Activity - Please print every line of the listing, unchanged.

Listed records -
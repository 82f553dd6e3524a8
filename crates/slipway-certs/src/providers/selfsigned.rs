//! Self-signed provider. Testing only: generates an ECDSA P-256 key and a
//! one-year certificate covering the domain (and its base when the domain
//! is a wildcard).

use async_trait::async_trait;
use rcgen::{CertificateParams, DistinguishedName, DnType, KeyPair};
use std::time::Duration;

use slipway_core::domainutil;

use crate::prelude::*;
use crate::providers::CertificateProvider;
use crate::store::Certificate;

pub struct SelfSignedProvider;

impl SelfSignedProvider {
	pub fn new() -> Self {
		Self
	}
}

impl Default for SelfSignedProvider {
	fn default() -> Self {
		Self::new()
	}
}

#[async_trait]
impl CertificateProvider for SelfSignedProvider {
	async fn request_certificate(&self, domain: &str) -> SwResult<Certificate> {
		let mut dns_names = vec![domain.to_string()];
		if domainutil::is_wildcard(domain) {
			dns_names.push(domainutil::base_domain(domain).to_string());
		}

		let mut params = CertificateParams::new(dns_names)
			.map_err(|e| Error::ChallengeFailed(format!("certificate params: {}", e)))?;
		let mut dn = DistinguishedName::new();
		dn.push(DnType::CommonName, domain);
		params.distinguished_name = dn;
		params.not_before = time::OffsetDateTime::now_utc();
		params.not_after = time::OffsetDateTime::now_utc() + time::Duration::days(365);

		let key_pair = KeyPair::generate()
			.map_err(|e| Error::ChallengeFailed(format!("key generation: {}", e)))?;
		let cert = params
			.self_signed(&key_pair)
			.map_err(|e| Error::ChallengeFailed(format!("self signing: {}", e)))?;

		Ok(Certificate {
			cert_pem: cert.pem().into_boxed_str(),
			key_pem: key_pair.serialize_pem().into_boxed_str(),
			ttl: Duration::ZERO,
		})
	}
}

#[cfg(test)]
mod tests {
	use super::*;
	use crate::store::validate;

	#[tokio::test]
	async fn generates_a_valid_one_year_cert() {
		let provider = SelfSignedProvider::new();
		let mut cert = provider.request_certificate("self.test").await.unwrap();
		validate(&mut cert).unwrap();
		assert!(cert.ttl > Duration::from_secs(360 * 24 * 3600));
	}

	#[tokio::test]
	async fn wildcard_cert_covers_base_domain() {
		let provider = SelfSignedProvider::new();
		let cert = provider.request_certificate("*.self.test").await.unwrap();

		let block = pem::parse(cert.cert_pem.as_bytes()).unwrap();
		let (_, parsed) = x509_parser::parse_x509_certificate(block.contents()).unwrap();
		let san = parsed
			.subject_alternative_name()
			.unwrap()
			.map(|ext| format!("{:?}", ext.value))
			.unwrap_or_default();
		assert!(san.contains("*.self.test"));
		assert!(san.contains("self.test"));
	}
}

// vim: ts=4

Task result -
repository 82f553dd6e3524a8
filename crates/slipway-certs/src/providers/selfsigned.rs
//! Self-signed provider. Testing only: generates an ECDSA P-256 key and a
//! one-year certificate covering the domain (and its base when the domain
//! is a wildcard).

use async_trait::async_trait;
use rcgen::{CertificateParams, DistinguishedName, DnType, KeyPair};
use std::time::Duration;

use slipway_core::domainutil;

use crate::prelude::*;
use crate::providers::CertificateProvider;
use crate::store::Certificate;

pub struct SelfSignedProvider;

impl SelfSignedProvider {
	pub fn new() -> Self {
		Self
	}
}

impl Default for SelfSignedProvider {
	fn default() -> Self {
		Self::new()
	}
}

#[async_trait]
impl CertificateProvider for SelfSignedProvider {
	async fn request_certificate(&self, domain: &str) -> SwResult<Certificate> {
		let mut dns_names = vec![domain.to_string()];
		if domainutil::is_wildcard(domain) {
			dns_names.push(domainutil::base_domain(domain).to_string());
		}

		let mut params = CertificateParams::new(dns_names)
			.map_err(|e| Error::ChallengeFailed(format!("certificate params: {}", e)))?;
		let mut dn = DistinguishedName::new();
		dn.push(DnType::CommonName, domain);
		params.distinguished_name = dn;
		params.not_before = time::OffsetDateTime::now_utc();
		params.not_after = time::OffsetDateTime::now_utc() + time::Duration::days(365);

		let key_pair = KeyPair::generate()
			.map_err(|e| Error::ChallengeFailed(format!("key generation: {}", e)))?;
		let cert = params
			.self_signed(&key_pair)
			.map_err(|e| Error::ChallengeFailed(format!("self signing: {}", e)))?;

		Ok(Certificate {
			cert_pem: cert.pem().into_boxed_str(),
			key_pem: key_pair.serialize_pem().into_boxed_str(),
			ttl: Duration::ZERO,
		})
	}
}

#[cfg(test)]
mod tests {
	use super::*;
	use crate::store::validate;

	#[tokio::test]
	async fn generates_a_valid_one_year_cert() {
		let provider = SelfSignedProvider::new();
		let mut cert = provider.request_certificate("self.test").await.unwrap();
		validate(&mut cert).unwrap();
		assert!(cert.ttl > Duration::from_secs(360 * 24 * 3600));
	}

	#[tokio::test]
	async fn wildcard_cert_covers_base_domain() {
		let provider = SelfSignedProvider::new();
		let cert = provider.request_certificate("*.self.test").await.unwrap();

		let block = pem::parse(cert.cert_pem.as_bytes()).unwrap();
		let (_, parsed) = x509_parser::parse_x509_certificate(block.contents()).unwrap();
		let san = parsed
			.subject_alternative_name()
			.unwrap()
			.map(|ext| format!("{:?}", ext.value))
			.unwrap_or_default();
		assert!(san.contains("*.self.test"));
		assert!(san.contains("self.test"));
	}
}

// vim: ts=4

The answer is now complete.